Imagine a future where you can design your own vegetables. Say goodbye to growing boring baby sprouts on your windowsill and welcome a climate-controlled cultivation system to your kitchen top. Simply change the parameters of your crops with a touchscreen interface and you’ll be on your way. Sounds good, does it? This growing scenario does not exist yet, but food designer and NNN fellow Chloé Rutzerveld is looking for innovative methods to turn this fantasy into a reality. Introducing the Future Food Formula, a formula for success.
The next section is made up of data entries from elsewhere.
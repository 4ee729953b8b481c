//! Evolvable network blueprints.
//!
//! A [`Genome`] is an ordered list of synapse genes plus the metadata
//! evolution needs: fitness, the high-water mark for hidden neuron ids, a
//! global rank assigned across the whole population, and a private vector of
//! self-adapting mutation rates. The phenotype network is built lazily from
//! the gene list and cached on the genome.

pub mod crossover;
pub mod distance;
pub mod mutation;
pub mod network;

use std::collections::BTreeMap;

use rand::Rng;
use serde::{Deserialize, Serialize};

use crate::config::{MutationConfig, NeatConfig, SpeciationConfig};
use crate::error::Result;
use crate::gene::{Neuron, Synapse};
use crate::innovation::InnovationCounter;

/// Per-genome mutation rates. Every mutation pass multiplies each rate by
/// 0.95 or 1.05263 with equal probability, so mutation strength drifts
/// independently along each lineage.
#[derive(Clone, Debug, PartialEq, Serialize, Deserialize)]
pub struct MutationRates {
    pub connection: f64,
    pub link: f64,
    pub bias: f64,
    pub node: f64,
    pub enable: f64,
    pub disable: f64,
    pub step: f64,
}

impl MutationRates {
    #[must_use]
    pub fn from_config(config: &MutationConfig) -> Self {
        Self {
            connection: config.connection,
            link: config.link,
            bias: config.bias,
            node: config.node,
            enable: config.enable,
            disable: config.disable,
            step: config.step,
        }
    }

    /// Randomly scales every rate up or down by ~5%.
    pub fn jitter<R: Rng>(&mut self, rng: &mut R) {
        for rate in [
            &mut self.connection,
            &mut self.link,
            &mut self.bias,
            &mut self.node,
            &mut self.enable,
            &mut self.disable,
            &mut self.step,
        ] {
            *rate *= if rng.gen_bool(0.5) { 0.95 } else { 1.05263 };
        }
    }
}

/// An individual's evolvable neural-network blueprint.
#[derive(Clone, Debug, Serialize, Deserialize)]
pub struct Genome {
    /// Connection genes. Network construction sorts these by ascending
    /// output id in place.
    pub genes: Vec<Synapse>,
    /// Episode fitness, written by the environment once the individual is
    /// terminated. Only meaningful after a full evaluation episode.
    pub fitness: f64,
    /// Highest neuron id this lineage has allocated. Always at least the
    /// largest hidden id referenced by any enabled gene.
    pub max_neuron: usize,
    /// Index of this genome when the surviving population is sorted
    /// ascending by fitness.
    pub global_rank: usize,
    /// Self-adapting mutation rates, inherited from the fitter parent.
    pub mutation_rates: MutationRates,
    /// Number of input neurons (ids `0..inputs`, last one is the bias).
    pub inputs: usize,
    /// Number of output neurons (ids `inputs..inputs+outputs`).
    pub outputs: usize,
    /// Cached phenotype, built by [`Genome::generate_network`]. Not
    /// serialized; rebuild after deserializing.
    #[serde(skip)]
    pub network: Option<BTreeMap<usize, Neuron>>,
}

impl Genome {
    /// Creates an empty genome for the configured topology. The first hidden
    /// neuron a node mutation allocates will get id `inputs + outputs`.
    #[must_use]
    pub fn new(config: &NeatConfig) -> Self {
        Self {
            genes: Vec::new(),
            fitness: 0.0,
            max_neuron: config.topology.inputs + config.topology.outputs - 1,
            global_rank: 0,
            mutation_rates: MutationRates::from_config(&config.mutation),
            inputs: config.topology.inputs,
            outputs: config.topology.outputs,
            network: None,
        }
    }

    /// Deep copy carrying only heritable state: genes, `max_neuron`, the
    /// mutation-rate vector, and the topology. Fitness, rank, and the cached
    /// network are reset.
    #[must_use]
    pub fn inherit(&self) -> Self {
        Self {
            genes: self.genes.clone(),
            fitness: 0.0,
            max_neuron: self.max_neuron,
            global_rank: 0,
            mutation_rates: self.mutation_rates.clone(),
            inputs: self.inputs,
            outputs: self.outputs,
            network: None,
        }
    }

    /// First id past the output range; hidden neurons live at or above it.
    #[must_use]
    pub fn hidden_start(&self) -> usize {
        self.inputs + self.outputs
    }

    /// Whether a gene with this exact (input, output) pair already exists.
    /// Used to reject parallel edges when proposing new links.
    #[must_use]
    pub fn contains_link(&self, input: usize, output: usize) -> bool {
        self.genes
            .iter()
            .any(|gene| gene.input == input && gene.output == output)
    }

    /// Builds the phenotype network from the enabled genes.
    pub fn generate_network(&mut self) {
        network::generate_network(self);
    }

    /// Feeds an input vector through the built network and returns the
    /// output-neuron values in id order.
    pub fn evaluate_network(&mut self, inputs: &[f64]) -> Result<Vec<f64>> {
        network::evaluate_network(self, inputs)
    }

    /// Applies one full mutation pass: jitters the rate vector, then runs
    /// each operator according to its rate.
    pub fn mutate<R: Rng>(
        &mut self,
        config: &NeatConfig,
        innovation: &InnovationCounter,
        rng: &mut R,
    ) {
        mutation::mutate(self, config, innovation, rng);
    }

    /// Fraction of this genome's genes with no innovation match in `other`.
    #[must_use]
    pub fn disjoint(&self, other: &Genome) -> f64 {
        distance::disjoint(self, other)
    }

    /// Mean absolute weight difference over innovation-matched genes, or
    /// `None` when no genes match.
    #[must_use]
    pub fn weights(&self, other: &Genome) -> Option<f64> {
        distance::weights(self, other)
    }

    /// Compatibility test against a species representative. Always invoked
    /// in this direction (candidate against representative), never
    /// symmetrized.
    #[must_use]
    pub fn same_species(&self, other: &Genome, config: &SpeciationConfig) -> bool {
        distance::same_species(self, other, config)
    }

    /// Hex-encoded JSON snapshot of the heritable state, for exporting
    /// champions between runs.
    #[must_use]
    pub fn to_hex(&self) -> String {
        match serde_json::to_vec(self) {
            Ok(bytes) => hex::encode(bytes),
            Err(e) => {
                tracing::error!(error = %e, "Failed to serialize genome to JSON");
                String::new()
            }
        }
    }

    /// Decodes a genome exported by [`Genome::to_hex`]. The cached network is
    /// not part of the snapshot; call [`Genome::generate_network`] before
    /// evaluating.
    pub fn from_hex(hex_str: &str) -> anyhow::Result<Self> {
        let bytes =
            hex::decode(hex_str).map_err(|e| anyhow::anyhow!("Invalid hex encoding: {}", e))?;
        if bytes.is_empty() {
            return Err(anyhow::anyhow!("Empty hex string"));
        }
        let genome = serde_json::from_slice(&bytes)
            .map_err(|e| anyhow::anyhow!("Failed to deserialize genome: {}", e))?;
        Ok(genome)
    }
}
use neatpool::{Genome, NeatConfig, Pool, Synapse};

#[allow(dead_code)]
pub struct PoolBuilder {
    config: NeatConfig,
}

#[allow(dead_code)]
impl PoolBuilder {
    pub fn new() -> Self {
        Self {
            config: NeatConfig::default(),
        }
    }

    pub fn with_seed(mut self, seed: u64) -> Self {
        self.config.population.seed = Some(seed);
        self
    }

    pub fn with_config<F>(mut self, modifier: F) -> Self
    where
        F: FnOnce(&mut NeatConfig),
    {
        modifier(&mut self.config);
        self
    }

    pub fn config(&self) -> NeatConfig {
        self.config.clone()
    }

    pub fn build(self) -> Pool {
        Pool::new(self.config)
    }
}

#[allow(dead_code)]
pub struct GenomeBuilder {
    config: NeatConfig,
    genes: Vec<Synapse>,
    fitness: f64,
}

#[allow(dead_code)]
impl GenomeBuilder {
    pub fn new() -> Self {
        Self {
            config: NeatConfig::default(),
            genes: Vec::new(),
            fitness: 0.0,
        }
    }

    pub fn gene(mut self, innovation: u64, input: usize, output: usize, weight: f64) -> Self {
        self.genes.push(Synapse {
            input,
            output,
            weight,
            enabled: true,
            innovation,
        });
        self
    }

    pub fn fitness(mut self, fitness: f64) -> Self {
        self.fitness = fitness;
        self
    }

    pub fn build(self) -> Genome {
        let mut genome = Genome::new(&self.config);
        let max_referenced = self
            .genes
            .iter()
            .flat_map(|gene| [gene.input, gene.output])
            .max()
            .unwrap_or(0);
        genome.max_neuron = genome.max_neuron.max(max_referenced);
        genome.genes = self.genes;
        genome.fitness = self.fitness;
        genome
    }
}
//! Gene and neuron primitives.
//!
//! A [`Synapse`] is a single directed, weighted connection between two neuron
//! ids, tagged with the innovation number assigned when the connection first
//! appeared. Two synapses are the same gene iff their innovation numbers
//! match; the (input, output) pair is only used to reject parallel edges when
//! proposing new links.

use serde::{Deserialize, Serialize};

/// A directed weighted connection gene with a historical marker.
#[derive(Clone, Debug, PartialEq, Serialize, Deserialize)]
pub struct Synapse {
    /// Source neuron id.
    pub input: usize,
    /// Target neuron id.
    pub output: usize,
    /// Connection weight.
    pub weight: f64,
    /// Whether the connection participates in the network.
    pub enabled: bool,
    /// Globally monotonic innovation number.
    pub innovation: u64,
}

/// A computation unit in a built network: its current activation value and
/// the enabled synapses feeding it.
#[derive(Clone, Debug, Default, Serialize, Deserialize)]
pub struct Neuron {
    /// Current activation value. Neurons with no incoming synapses keep this
    /// at its previous (initially zero) value across evaluations.
    pub value: f64,
    /// Incoming enabled synapses.
    pub inputs: Vec<Synapse>,
}

/// Steepened sigmoid used by network evaluation, range (-1, 1).
pub fn sigmoid(x: f64) -> f64 {
    2.0 / (1.0 + (-4.9 * x).exp()) - 1.0
}
//! Innovation-aligned crossover.

use std::collections::HashMap;

use rand::Rng;

use crate::gene::Synapse;
use crate::genome::Genome;

/// Combines two parents into a child genome.
///
/// The fitter parent dominates: every one of its genes is inherited, with a
/// coin flip swapping in the weaker parent's copy of a matched gene only when
/// that copy is enabled. The weaker parent's disjoint genes are never
/// inherited. The child gets the larger `max_neuron` and the fitter parent's
/// mutation rates; fitness, rank, and the cached network start fresh.
pub fn crossover<R: Rng>(g1: &Genome, g2: &Genome, rng: &mut R) -> Genome {
    let (g1, g2) = if g2.fitness > g1.fitness {
        (g2, g1)
    } else {
        (g1, g2)
    };

    let matched: HashMap<u64, &Synapse> = g2
        .genes
        .iter()
        .map(|gene| (gene.innovation, gene))
        .collect();

    let mut child = g1.inherit();
    child.genes.clear();
    for gene in &g1.genes {
        match matched.get(&gene.innovation) {
            Some(other) if rng.gen_bool(0.5) && other.enabled => {
                child.genes.push((*other).clone());
            }
            _ => child.genes.push(gene.clone()),
        }
    }

    child.max_neuron = g1.max_neuron.max(g2.max_neuron);
    child
}
//! Logging setup.
//!
//! The engine emits `tracing` events (generation transitions at info,
//! species removals at debug); embeddings that want them on stderr can call
//! [`init_logging`] once at startup, or install their own subscriber.

/// Initialize tracing subscriber for logging.
pub fn init_logging() {
    tracing::subscriber::set_global_default(
        tracing_subscriber::FmtSubscriber::builder()
            .with_max_level(tracing::Level::INFO)
            .finish(),
    )
    .ok();
}

#[cfg(test)]
mod tests {
    use super::*;

    #[test]
    fn test_init_logging_is_idempotent() {
        init_logging();
        init_logging();
    }
}
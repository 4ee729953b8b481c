//! Phenotype construction and evaluation.
//!
//! The network is a map from neuron id to [`Neuron`], built from the enabled
//! genes. Evaluation is a fixed two-pass sweep, not a topological sort: it
//! recomputes all hidden neurons (ascending id), then all outputs. One layer
//! of indirection through hidden neurons is therefore evaluated exactly;
//! longer hidden chains see the previous evaluation's values for upstream
//! hidden neurons. That single-sweep behavior is the model's defined
//! semantics, and it gives deep topologies a one-tick memory.

use std::collections::BTreeMap;

use crate::error::{EvolutionError, Result};
use crate::gene::{sigmoid, Neuron};
use crate::genome::Genome;

/// Builds `genome.network` from the gene list.
///
/// All input and output neurons are seeded unconditionally, even if nothing
/// connects to them. Genes are sorted in place by ascending output id before
/// wiring; both endpoints of every enabled gene are created on demand.
pub fn generate_network(genome: &mut Genome) {
    let mut network: BTreeMap<usize, Neuron> = BTreeMap::new();
    for id in 0..genome.inputs {
        network.insert(id, Neuron::default());
    }
    for id in 0..genome.outputs {
        network.insert(genome.inputs + id, Neuron::default());
    }

    genome.genes.sort_by_key(|gene| gene.output);
    for gene in &genome.genes {
        if !gene.enabled {
            continue;
        }
        network.entry(gene.output).or_default().inputs.push(gene.clone());
        network.entry(gene.input).or_default();
    }

    genome.network = Some(network);
}

/// Evaluates the built network on an input vector and returns the output
/// values in id order.
///
/// A neuron with no incoming synapses keeps its previous value; everything
/// else becomes `sigmoid(sum of weight * source value)`. Evaluation is fully
/// deterministic for a given gene list and input vector.
pub fn evaluate_network(genome: &mut Genome, inputs: &[f64]) -> Result<Vec<f64>> {
    if inputs.len() != genome.inputs {
        return Err(EvolutionError::InputSizeMismatch {
            expected: genome.inputs,
            actual: inputs.len(),
        });
    }
    let hidden_start = genome.hidden_start();
    let output_range = genome.inputs..hidden_start;
    let network = genome.network.as_mut().ok_or(EvolutionError::NetworkNotBuilt)?;

    for (id, value) in inputs.iter().enumerate() {
        if let Some(neuron) = network.get_mut(&id) {
            neuron.value = *value;
        }
    }

    let hidden_ids: Vec<usize> = network.range(hidden_start..).map(|(id, _)| *id).collect();
    for id in hidden_ids {
        recompute(network, id);
    }
    for id in output_range.clone() {
        recompute(network, id);
    }

    Ok(output_range
        .map(|id| network.get(&id).map_or(0.0, |neuron| neuron.value))
        .collect())
}

fn recompute(network: &mut BTreeMap<usize, Neuron>, id: usize) {
    let Some(neuron) = network.get(&id) else {
        return;
    };
    if neuron.inputs.is_empty() {
        return;
    }
    let sum: f64 = neuron
        .inputs
        .iter()
        .map(|synapse| {
            synapse.weight * network.get(&synapse.input).map_or(0.0, |source| source.value)
        })
        .sum();
    if let Some(neuron) = network.get_mut(&id) {
        neuron.value = sigmoid(sum);
    }
}
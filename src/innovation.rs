//! Global innovation numbering.
//!
//! Innovation numbers are assigned once per structurally new gene and never
//! reused, which lets crossover and the compatibility metric align genes
//! across genomes with divergent topologies. The counter is atomic so that an
//! embedding which mutates genomes from several threads still gets distinct,
//! monotonically increasing numbers.

use std::sync::atomic::{AtomicU64, Ordering};

/// Monotonic counter for innovation numbers.
///
/// Starts at the number of output neurons so the low ids stay reserved for
/// the fixed interface; the first issued number is `outputs + 1`.
#[derive(Debug)]
pub struct InnovationCounter {
    next: AtomicU64,
}

impl InnovationCounter {
    /// Creates a counter whose first issued number is `start + 1`.
    #[must_use]
    pub fn new(start: u64) -> Self {
        Self {
            next: AtomicU64::new(start),
        }
    }

    /// Issues the next innovation number.
    pub fn next(&self) -> u64 {
        self.next.fetch_add(1, Ordering::Relaxed) + 1
    }

    /// The most recently issued number, or the start value if none issued.
    #[must_use]
    pub fn current(&self) -> u64 {
        self.next.load(Ordering::Relaxed)
    }
}
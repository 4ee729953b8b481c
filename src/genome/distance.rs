//! Genetic distance and the species-compatibility test.
//!
//! Genes are aligned by innovation number. The compatibility test is always
//! invoked with the candidate on the left and a fixed species representative
//! on the right; it is not symmetrized.

use std::collections::{HashMap, HashSet};

use crate::config::SpeciationConfig;
use crate::genome::Genome;

/// Fraction of `genome`'s genes whose innovation number has no match in
/// `other`, normalized by the larger gene count. Zero when both are empty.
pub fn disjoint(genome: &Genome, other: &Genome) -> f64 {
    let normalizer = genome.genes.len().max(other.genes.len());
    if normalizer == 0 {
        return 0.0;
    }

    let innovations: HashSet<u64> = other.genes.iter().map(|gene| gene.innovation).collect();
    let disjoint_genes = genome
        .genes
        .iter()
        .filter(|gene| !innovations.contains(&gene.innovation))
        .count();
    disjoint_genes as f64 / normalizer as f64
}

/// Mean absolute weight difference over innovation-matched genes, or `None`
/// when the genomes share no innovation numbers.
pub fn weights(genome: &Genome, other: &Genome) -> Option<f64> {
    let other_weights: HashMap<u64, f64> = other
        .genes
        .iter()
        .map(|gene| (gene.innovation, gene.weight))
        .collect();

    let mut sum = 0.0;
    let mut coincident = 0usize;
    for gene in &genome.genes {
        if let Some(weight) = other_weights.get(&gene.innovation) {
            sum += (gene.weight - weight).abs();
            coincident += 1;
        }
    }
    (coincident > 0).then(|| sum / coincident as f64)
}

/// Compatibility test:
/// `delta_disjoint * disjoint + delta_weights * weights < delta_threshold`.
///
/// Two gene-less genomes are trivially the same species. Genomes that share
/// no innovation numbers have an undefined weight distance and are treated as
/// maximally dissimilar rather than silently dividing by zero.
pub fn same_species(genome: &Genome, other: &Genome, config: &SpeciationConfig) -> bool {
    if genome.genes.is_empty() && other.genes.is_empty() {
        return true;
    }
    let Some(weight_diff) = weights(genome, other) else {
        return false;
    };
    config.delta_disjoint * disjoint(genome, other) + config.delta_weights * weight_diff
        < config.delta_threshold
}

#[cfg(test)]
mod tests {
    use super::*;
    use crate::config::NeatConfig;
    use crate::gene::Synapse;

    fn genome_with(weights: &[(u64, f64)]) -> Genome {
        let config = NeatConfig::default();
        let mut genome = Genome::new(&config);
        for &(innovation, weight) in weights {
            genome.genes.push(Synapse {
                input: 0,
                output: 4,
                weight,
                enabled: true,
                innovation,
            });
        }
        genome
    }

    #[test]
    fn test_disjoint_self_is_zero() {
        let genome = genome_with(&[(1, 0.5), (2, -0.5), (3, 1.0)]);
        assert_eq!(genome.disjoint(&genome), 0.0);
    }

    #[test]
    fn test_disjoint_counts_unmatched_fraction() {
        let a = genome_with(&[(1, 0.0), (2, 0.0), (3, 0.0), (4, 0.0)]);
        let b = genome_with(&[(1, 0.0), (2, 0.0)]);
        assert!((a.disjoint(&b) - 0.5).abs() < 1e-12);
        // Direction matters: all of b's genes match a.
        assert_eq!(b.disjoint(&a), 0.0);
    }

    #[test]
    fn test_weights_mean_absolute_difference() {
        let a = genome_with(&[(1, 2.0)]);
        let b = genome_with(&[(1, 2.5)]);
        assert_eq!(a.weights(&b), Some(0.5));
    }

    #[test]
    fn test_weights_undefined_without_shared_genes() {
        let a = genome_with(&[(1, 2.0)]);
        let b = genome_with(&[(2, 2.0)]);
        assert_eq!(a.weights(&b), None);
    }

    #[test]
    fn test_same_species_self_always_true() {
        let config = NeatConfig::default();
        let populated = genome_with(&[(1, 0.5), (2, -1.5)]);
        assert!(populated.same_species(&populated, &config.speciation));

        let empty = Genome::new(&config);
        assert!(empty.same_species(&empty, &config.speciation));
    }

    #[test]
    fn test_no_shared_innovations_means_different_species() {
        let config = NeatConfig::default();
        let a = genome_with(&[(1, 0.0)]);
        let b = genome_with(&[(2, 0.0)]);
        assert!(!a.same_species(&b, &config.speciation));
    }

    #[test]
    fn test_weight_divergence_splits_species() {
        let config = NeatConfig::default();
        let a = genome_with(&[(1, 2.0)]);
        let near = genome_with(&[(1, 2.1)]);
        let far = genome_with(&[(1, -2.0)]);
        // 0.4 * 0.1 < 1.0, 0.4 * 4.0 >= 1.0
        assert!(a.same_species(&near, &config.speciation));
        assert!(!a.same_species(&far, &config.speciation));
    }

    #[test]
    fn test_disjoint_excess_splits_species() {
        let config = NeatConfig::default();
        let a = genome_with(&[(1, 0.0), (2, 0.0), (3, 0.0), (4, 0.0)]);
        let b = genome_with(&[(1, 0.0)]);
        // 2.0 * 0.75 + 0.4 * 0.0 >= 1.0
        assert!(!a.same_species(&b, &config.speciation));
    }
}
Future Food Formula installation.


Consider this, humans are technological by nature. You would be surprised to hear that cooking is the first technology humans ever conceived. This invention allowed our ancestors to pre-digest food before eating it, which led to bigger brains and basically let evolution do its part by turning them into the modern human beings we are today. This would explain our constant need to search for smarter, more efficient and more sustainable ways to produce our food (remember Bistro In Vitro?). After all, a population of 7.5 billion people is not easy to feed.


With this in mind, Chloé Rutzerveld explored the process of growing - or to be more precise, designing - crops, based on scientific facts, to model the outcome into an interactive installation: Future Food Formula. While doing so, she teamed up with researchers from the University of Wageningen and the Association for Vertical Farming, and payed a visit to leading tech company Phillips. Every time she visited a researchers, she asked this simple question: what exactly influences crops? And how can we manipulate this without using GMO’s?



Future Food Formula opening.


“It’s about education” the designer says. “It’s important for us to understand to which extent natural processes affect our crops; these processes keep the vegetation stable”. Chloé single-handedly created charts to map the parameters that determine crops outcome and wondered what would happen if she could convert that knowledge into new crop variations:


“I looked into the growth processes of crops and considered their functionalities: how do crops respond to light? Or to warmth? Having obtained this information, I discovered that I was able to adjust the nutritional values of our crops, but also the taste, color, size etc. It was exciting to discover the endless possibilities to create new crops by simply using nature - and technology enabled me to cope with these factors. This is not a new thing, when modern farmers grow crops in laboratories, efficiency stands first. It’s no a coincidence if tomatoes have that specific red-warm color!”.



Setting the parameters to design vegetables.


Chloé transformed the crop data into 2D drawings, then she collaborated with RNDR to animate them. This way the visitors of the installation gain a playful understanding of the growing processes of vegetables. “Imagine a future where everyone has his own cultivation system on his kitchen top, this would turn consumers into operating green-keepers” the designer explains. “Downloading and upvoting such recipes to a certain database, would give producers an insight into consumers’ demands”.


Partial speculation, partial science, Chloé’s vision promises an exciting future for our diet and cooking appliances. It may as well be a matter of time before her growing methods would available in a kitchen near you. Until then, we advise you to visit Future Food Formula and discover what does it mean to have vegetables on your fingertips.


You can visit Future Food Formula at RAUM in Utrecht, The Netherlands, where Chloé Rutzerveld has been artist-in-residence over the last few months. The installation will be open until October 17, every Wednesday afternoon (15:00 - 18:00) and Sunday (12:00 - 18:00). After this exhibition, the installation will travel to the Dutch Design Week as part of the Embassy of Food exhibition at the Ketelhuisplein in Eindhoven. DDW runs from October 21 until October 29.